*Collected data*:

Content starts

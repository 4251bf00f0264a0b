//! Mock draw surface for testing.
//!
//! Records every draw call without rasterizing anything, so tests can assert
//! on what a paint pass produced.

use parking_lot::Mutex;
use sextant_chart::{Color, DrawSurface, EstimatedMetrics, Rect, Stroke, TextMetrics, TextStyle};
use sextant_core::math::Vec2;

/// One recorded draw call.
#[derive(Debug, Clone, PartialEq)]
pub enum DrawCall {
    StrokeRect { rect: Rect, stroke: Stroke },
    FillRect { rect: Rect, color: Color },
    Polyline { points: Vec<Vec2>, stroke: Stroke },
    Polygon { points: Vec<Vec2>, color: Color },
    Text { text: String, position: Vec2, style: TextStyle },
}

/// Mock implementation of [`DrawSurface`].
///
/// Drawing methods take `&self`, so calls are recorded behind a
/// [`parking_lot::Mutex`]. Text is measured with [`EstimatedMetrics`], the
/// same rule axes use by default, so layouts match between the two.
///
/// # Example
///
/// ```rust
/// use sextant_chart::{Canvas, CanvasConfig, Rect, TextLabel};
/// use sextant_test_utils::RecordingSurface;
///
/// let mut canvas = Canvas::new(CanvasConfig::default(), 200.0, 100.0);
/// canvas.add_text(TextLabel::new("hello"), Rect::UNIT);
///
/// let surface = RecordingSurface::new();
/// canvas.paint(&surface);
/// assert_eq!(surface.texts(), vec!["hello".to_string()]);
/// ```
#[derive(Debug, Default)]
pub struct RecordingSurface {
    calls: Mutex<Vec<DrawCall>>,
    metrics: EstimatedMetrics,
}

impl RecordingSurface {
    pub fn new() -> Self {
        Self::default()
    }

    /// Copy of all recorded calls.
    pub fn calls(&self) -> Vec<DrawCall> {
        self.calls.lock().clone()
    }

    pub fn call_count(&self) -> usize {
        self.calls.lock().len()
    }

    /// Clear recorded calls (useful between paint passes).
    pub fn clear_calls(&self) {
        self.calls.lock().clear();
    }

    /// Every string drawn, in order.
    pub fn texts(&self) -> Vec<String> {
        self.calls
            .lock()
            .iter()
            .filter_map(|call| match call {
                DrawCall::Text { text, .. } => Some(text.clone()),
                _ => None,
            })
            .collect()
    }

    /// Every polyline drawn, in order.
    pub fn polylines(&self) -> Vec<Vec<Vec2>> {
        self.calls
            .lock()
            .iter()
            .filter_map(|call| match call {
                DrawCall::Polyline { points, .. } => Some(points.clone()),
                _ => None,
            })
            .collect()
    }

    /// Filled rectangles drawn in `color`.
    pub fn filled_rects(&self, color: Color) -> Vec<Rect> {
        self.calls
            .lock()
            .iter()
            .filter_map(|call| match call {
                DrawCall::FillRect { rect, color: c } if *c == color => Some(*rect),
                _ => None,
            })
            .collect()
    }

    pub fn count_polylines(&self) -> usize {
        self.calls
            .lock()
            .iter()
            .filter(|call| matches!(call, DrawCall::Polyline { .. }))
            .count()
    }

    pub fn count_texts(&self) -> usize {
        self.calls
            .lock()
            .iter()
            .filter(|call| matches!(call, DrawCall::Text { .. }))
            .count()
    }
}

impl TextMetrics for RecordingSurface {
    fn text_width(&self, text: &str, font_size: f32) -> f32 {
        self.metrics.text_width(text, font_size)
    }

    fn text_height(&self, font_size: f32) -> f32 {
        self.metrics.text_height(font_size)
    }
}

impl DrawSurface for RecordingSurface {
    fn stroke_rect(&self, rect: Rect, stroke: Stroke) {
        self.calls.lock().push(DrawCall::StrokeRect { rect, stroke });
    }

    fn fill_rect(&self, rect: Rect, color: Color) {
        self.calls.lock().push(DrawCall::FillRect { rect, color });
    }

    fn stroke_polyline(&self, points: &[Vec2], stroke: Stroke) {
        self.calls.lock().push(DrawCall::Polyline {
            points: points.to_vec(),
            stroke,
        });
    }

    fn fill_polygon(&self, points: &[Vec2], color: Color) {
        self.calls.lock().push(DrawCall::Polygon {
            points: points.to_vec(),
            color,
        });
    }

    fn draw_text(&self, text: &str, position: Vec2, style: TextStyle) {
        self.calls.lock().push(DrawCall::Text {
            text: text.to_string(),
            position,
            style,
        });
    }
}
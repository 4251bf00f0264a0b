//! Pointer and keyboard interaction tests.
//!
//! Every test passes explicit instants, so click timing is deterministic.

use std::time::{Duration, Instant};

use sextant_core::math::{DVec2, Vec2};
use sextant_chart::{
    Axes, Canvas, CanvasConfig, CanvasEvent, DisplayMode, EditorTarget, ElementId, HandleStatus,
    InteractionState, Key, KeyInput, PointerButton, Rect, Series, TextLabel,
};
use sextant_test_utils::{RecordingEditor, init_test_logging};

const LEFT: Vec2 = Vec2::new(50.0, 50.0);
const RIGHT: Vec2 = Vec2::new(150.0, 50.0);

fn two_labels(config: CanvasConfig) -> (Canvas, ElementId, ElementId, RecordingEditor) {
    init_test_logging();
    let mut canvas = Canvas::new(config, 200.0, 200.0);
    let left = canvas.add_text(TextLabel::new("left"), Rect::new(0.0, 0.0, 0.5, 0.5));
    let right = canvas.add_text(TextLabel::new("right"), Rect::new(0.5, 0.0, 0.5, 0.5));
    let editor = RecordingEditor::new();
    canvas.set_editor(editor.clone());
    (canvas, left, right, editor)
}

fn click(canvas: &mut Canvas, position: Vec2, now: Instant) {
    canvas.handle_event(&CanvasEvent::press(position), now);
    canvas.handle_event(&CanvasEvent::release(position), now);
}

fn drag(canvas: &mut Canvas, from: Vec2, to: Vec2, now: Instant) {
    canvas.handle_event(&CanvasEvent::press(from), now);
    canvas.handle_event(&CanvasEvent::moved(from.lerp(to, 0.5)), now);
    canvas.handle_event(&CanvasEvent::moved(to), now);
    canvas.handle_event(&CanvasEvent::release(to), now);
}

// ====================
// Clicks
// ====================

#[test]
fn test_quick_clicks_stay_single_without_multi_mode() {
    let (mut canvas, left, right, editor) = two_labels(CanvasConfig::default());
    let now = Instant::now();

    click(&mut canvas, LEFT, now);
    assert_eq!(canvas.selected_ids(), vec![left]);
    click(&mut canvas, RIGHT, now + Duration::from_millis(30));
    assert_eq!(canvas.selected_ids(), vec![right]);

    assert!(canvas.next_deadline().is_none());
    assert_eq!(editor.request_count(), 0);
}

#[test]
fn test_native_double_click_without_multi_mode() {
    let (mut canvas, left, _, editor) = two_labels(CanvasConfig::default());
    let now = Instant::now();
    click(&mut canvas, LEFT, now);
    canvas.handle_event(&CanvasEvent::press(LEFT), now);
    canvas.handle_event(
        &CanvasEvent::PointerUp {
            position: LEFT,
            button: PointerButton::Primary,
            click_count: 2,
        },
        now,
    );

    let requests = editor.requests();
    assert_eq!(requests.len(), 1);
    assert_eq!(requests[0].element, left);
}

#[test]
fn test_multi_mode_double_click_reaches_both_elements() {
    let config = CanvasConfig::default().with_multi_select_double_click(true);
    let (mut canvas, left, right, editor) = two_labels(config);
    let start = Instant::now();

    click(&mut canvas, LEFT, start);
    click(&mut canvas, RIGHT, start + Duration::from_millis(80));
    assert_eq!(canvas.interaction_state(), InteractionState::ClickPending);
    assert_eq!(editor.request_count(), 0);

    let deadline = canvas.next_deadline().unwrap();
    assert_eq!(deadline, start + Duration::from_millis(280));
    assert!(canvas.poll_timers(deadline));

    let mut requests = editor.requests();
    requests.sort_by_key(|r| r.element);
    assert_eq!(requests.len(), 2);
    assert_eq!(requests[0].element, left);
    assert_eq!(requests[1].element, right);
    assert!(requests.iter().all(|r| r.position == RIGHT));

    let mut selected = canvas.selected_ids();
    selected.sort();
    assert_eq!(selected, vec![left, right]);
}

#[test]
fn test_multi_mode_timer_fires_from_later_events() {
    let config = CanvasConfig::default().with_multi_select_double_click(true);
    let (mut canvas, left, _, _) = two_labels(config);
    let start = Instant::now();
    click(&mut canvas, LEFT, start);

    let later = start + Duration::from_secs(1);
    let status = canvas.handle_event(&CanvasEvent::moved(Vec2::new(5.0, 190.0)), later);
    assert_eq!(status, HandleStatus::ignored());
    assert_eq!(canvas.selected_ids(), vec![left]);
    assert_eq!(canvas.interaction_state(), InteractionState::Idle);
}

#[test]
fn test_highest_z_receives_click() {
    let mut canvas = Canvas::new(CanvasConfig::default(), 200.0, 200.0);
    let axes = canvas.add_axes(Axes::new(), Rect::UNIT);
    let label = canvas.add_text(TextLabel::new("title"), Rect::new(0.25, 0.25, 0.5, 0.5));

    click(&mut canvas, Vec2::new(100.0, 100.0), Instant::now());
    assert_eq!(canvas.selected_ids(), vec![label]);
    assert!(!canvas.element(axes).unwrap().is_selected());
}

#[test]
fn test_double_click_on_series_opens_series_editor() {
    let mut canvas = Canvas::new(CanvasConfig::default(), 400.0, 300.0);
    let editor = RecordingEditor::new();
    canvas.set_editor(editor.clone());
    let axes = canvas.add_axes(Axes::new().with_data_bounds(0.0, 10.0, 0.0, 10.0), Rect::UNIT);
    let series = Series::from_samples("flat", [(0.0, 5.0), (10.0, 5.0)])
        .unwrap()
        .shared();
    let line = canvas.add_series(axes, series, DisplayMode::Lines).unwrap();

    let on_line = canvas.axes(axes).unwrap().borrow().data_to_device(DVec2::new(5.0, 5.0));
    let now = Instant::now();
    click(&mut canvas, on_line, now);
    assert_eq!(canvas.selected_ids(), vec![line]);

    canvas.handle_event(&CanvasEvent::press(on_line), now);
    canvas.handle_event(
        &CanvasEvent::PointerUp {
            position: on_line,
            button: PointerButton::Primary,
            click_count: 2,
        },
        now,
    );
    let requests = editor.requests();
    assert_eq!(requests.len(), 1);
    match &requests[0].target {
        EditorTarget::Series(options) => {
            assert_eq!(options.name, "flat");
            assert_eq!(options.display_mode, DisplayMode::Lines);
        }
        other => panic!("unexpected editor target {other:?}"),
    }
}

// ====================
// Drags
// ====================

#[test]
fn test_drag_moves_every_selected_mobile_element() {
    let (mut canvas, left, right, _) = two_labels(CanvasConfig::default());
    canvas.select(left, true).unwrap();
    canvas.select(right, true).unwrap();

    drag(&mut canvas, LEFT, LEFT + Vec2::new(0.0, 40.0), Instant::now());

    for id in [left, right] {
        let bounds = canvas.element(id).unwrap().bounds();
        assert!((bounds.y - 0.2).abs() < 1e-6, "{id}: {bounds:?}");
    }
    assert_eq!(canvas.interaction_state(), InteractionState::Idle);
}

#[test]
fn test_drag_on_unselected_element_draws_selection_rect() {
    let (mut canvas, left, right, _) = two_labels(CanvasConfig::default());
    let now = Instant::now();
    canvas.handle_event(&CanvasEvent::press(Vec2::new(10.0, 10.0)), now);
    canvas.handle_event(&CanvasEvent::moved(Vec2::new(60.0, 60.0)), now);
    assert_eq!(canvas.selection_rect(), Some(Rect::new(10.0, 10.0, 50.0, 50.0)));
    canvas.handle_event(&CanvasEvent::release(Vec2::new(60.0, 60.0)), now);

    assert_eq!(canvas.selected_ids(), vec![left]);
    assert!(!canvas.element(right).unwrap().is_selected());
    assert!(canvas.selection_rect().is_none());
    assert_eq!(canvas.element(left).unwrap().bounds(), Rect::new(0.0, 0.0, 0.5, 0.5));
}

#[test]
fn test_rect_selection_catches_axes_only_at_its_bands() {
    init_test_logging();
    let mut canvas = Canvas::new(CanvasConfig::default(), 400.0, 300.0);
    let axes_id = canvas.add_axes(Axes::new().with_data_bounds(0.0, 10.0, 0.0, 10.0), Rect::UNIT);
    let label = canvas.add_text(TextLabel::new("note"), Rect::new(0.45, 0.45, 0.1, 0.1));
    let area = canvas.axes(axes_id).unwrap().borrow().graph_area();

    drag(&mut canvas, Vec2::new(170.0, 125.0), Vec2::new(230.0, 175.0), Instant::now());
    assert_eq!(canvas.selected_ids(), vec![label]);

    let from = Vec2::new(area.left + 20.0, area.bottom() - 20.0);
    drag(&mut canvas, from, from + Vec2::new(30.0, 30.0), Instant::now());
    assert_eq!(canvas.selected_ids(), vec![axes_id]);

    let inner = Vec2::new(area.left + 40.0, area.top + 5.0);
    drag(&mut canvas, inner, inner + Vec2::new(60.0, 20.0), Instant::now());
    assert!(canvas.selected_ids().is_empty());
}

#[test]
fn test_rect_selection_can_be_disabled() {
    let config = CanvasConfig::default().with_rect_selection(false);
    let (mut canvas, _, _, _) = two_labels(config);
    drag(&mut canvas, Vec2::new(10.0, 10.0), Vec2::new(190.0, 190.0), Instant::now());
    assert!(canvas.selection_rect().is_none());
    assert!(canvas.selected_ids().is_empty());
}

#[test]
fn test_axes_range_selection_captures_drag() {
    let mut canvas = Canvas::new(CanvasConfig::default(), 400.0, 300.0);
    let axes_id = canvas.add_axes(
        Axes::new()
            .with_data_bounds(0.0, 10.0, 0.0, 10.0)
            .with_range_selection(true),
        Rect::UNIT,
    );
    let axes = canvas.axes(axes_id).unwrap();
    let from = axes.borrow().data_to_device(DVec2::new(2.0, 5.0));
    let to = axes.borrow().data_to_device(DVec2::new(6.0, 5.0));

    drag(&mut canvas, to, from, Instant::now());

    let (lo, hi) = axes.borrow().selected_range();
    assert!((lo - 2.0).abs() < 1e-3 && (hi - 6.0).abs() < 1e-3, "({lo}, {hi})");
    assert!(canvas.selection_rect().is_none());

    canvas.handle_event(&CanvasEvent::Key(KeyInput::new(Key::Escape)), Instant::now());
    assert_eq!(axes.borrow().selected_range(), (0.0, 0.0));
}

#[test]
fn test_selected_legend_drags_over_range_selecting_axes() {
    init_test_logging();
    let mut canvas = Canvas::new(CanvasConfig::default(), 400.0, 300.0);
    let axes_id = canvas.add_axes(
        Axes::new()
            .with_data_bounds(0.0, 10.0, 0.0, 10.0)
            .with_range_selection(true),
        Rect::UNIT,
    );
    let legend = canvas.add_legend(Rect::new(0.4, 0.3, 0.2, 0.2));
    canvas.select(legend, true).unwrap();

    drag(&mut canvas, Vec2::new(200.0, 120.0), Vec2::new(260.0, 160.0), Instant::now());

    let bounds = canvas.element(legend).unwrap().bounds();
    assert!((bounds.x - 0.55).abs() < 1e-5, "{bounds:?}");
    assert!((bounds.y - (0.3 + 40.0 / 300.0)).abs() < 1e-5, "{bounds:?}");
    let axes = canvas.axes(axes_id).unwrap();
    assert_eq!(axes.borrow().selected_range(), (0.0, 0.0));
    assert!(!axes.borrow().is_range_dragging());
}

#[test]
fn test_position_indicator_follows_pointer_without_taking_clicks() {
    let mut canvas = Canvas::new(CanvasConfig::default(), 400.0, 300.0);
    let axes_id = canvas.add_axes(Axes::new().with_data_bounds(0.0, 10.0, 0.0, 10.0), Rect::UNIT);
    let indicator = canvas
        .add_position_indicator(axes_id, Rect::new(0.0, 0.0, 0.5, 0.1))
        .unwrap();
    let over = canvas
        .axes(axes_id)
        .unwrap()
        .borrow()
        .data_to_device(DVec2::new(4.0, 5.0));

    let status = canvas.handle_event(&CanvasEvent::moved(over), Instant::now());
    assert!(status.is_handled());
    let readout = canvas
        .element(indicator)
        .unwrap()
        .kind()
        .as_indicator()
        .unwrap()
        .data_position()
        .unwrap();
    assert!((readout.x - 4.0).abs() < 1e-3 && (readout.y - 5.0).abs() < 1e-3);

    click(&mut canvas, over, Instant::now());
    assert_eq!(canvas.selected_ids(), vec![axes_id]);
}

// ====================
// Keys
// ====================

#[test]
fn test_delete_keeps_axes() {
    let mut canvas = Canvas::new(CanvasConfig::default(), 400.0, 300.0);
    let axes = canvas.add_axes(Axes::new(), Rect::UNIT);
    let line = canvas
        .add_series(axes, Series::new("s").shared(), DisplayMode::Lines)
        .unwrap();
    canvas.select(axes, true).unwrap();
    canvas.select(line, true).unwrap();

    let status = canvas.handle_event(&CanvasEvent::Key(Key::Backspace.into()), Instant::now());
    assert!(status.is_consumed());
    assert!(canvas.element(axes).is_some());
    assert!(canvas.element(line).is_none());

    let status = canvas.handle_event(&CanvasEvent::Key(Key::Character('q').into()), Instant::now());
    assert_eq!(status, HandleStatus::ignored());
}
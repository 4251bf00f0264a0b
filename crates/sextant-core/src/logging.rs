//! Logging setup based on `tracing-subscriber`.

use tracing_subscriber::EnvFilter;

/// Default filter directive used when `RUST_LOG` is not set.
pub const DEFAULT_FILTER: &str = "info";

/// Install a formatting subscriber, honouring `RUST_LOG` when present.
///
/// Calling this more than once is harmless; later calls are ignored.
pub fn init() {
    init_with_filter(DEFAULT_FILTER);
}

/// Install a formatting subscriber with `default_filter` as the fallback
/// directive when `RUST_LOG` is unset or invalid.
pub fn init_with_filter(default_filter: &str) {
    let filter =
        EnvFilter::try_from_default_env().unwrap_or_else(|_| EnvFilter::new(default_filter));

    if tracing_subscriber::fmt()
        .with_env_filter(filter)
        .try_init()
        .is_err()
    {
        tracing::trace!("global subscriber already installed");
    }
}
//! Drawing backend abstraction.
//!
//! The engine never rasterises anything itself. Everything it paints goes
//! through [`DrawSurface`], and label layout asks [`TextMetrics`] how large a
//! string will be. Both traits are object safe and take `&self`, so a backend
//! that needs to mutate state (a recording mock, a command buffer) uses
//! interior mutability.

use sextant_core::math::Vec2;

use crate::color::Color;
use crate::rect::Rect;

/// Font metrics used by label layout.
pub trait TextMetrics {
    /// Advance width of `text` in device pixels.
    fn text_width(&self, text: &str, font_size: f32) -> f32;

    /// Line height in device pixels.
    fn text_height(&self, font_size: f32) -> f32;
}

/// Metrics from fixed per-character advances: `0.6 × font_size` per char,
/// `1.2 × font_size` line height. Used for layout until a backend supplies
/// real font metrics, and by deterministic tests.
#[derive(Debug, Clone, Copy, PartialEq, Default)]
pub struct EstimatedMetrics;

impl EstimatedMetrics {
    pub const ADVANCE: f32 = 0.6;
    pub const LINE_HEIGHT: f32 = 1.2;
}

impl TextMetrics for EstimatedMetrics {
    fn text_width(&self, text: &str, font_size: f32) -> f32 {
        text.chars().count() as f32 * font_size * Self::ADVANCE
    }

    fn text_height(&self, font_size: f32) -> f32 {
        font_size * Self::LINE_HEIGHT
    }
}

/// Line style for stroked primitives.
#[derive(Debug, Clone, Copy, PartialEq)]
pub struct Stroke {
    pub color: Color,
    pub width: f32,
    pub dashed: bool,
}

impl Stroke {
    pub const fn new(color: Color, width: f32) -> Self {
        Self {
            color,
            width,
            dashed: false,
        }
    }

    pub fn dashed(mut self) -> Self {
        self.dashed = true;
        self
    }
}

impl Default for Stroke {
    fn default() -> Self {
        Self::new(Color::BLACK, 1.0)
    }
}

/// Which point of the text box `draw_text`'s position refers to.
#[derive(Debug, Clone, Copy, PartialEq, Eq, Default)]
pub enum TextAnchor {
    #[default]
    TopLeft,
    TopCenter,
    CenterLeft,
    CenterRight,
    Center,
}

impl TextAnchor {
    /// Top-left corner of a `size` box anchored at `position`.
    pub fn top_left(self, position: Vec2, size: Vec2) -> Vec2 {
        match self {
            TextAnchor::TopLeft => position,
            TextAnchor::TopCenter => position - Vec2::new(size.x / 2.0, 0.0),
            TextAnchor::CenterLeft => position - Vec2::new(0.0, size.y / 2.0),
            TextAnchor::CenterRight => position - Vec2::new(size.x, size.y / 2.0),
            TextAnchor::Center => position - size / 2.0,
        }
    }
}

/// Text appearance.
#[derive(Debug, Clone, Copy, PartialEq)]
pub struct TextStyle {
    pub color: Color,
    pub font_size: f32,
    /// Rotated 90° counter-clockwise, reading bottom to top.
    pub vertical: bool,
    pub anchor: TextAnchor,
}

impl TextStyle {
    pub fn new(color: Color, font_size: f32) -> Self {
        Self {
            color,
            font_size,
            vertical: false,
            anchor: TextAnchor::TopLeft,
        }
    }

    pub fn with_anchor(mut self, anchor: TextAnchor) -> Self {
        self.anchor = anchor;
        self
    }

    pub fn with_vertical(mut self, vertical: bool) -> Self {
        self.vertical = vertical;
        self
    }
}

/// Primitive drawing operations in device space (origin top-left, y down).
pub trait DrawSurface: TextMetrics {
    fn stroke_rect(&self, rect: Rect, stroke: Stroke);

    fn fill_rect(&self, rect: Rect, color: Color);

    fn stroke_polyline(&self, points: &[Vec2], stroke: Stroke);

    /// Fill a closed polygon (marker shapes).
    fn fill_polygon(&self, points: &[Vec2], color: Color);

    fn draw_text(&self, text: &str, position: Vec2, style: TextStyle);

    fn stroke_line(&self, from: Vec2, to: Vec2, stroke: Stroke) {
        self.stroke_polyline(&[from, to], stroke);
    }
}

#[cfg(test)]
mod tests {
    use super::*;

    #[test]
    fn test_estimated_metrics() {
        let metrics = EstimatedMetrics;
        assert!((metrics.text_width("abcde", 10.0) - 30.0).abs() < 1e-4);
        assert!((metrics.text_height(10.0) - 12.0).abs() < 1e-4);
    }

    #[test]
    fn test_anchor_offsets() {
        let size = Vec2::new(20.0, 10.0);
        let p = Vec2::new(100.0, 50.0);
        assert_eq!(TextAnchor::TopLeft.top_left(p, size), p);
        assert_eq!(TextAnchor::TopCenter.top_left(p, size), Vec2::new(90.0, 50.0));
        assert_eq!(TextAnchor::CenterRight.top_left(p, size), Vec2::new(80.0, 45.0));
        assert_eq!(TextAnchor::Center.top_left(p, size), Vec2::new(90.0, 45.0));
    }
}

Content ends

*What you will do*:
Copy out every line of the entries where the string "formatting" shows up.

*Your response*:
/// Install a formatting subscriber, honouring `RUST_LOG` when present.
/// Install a formatting subscriber with `default_filter` as the fallback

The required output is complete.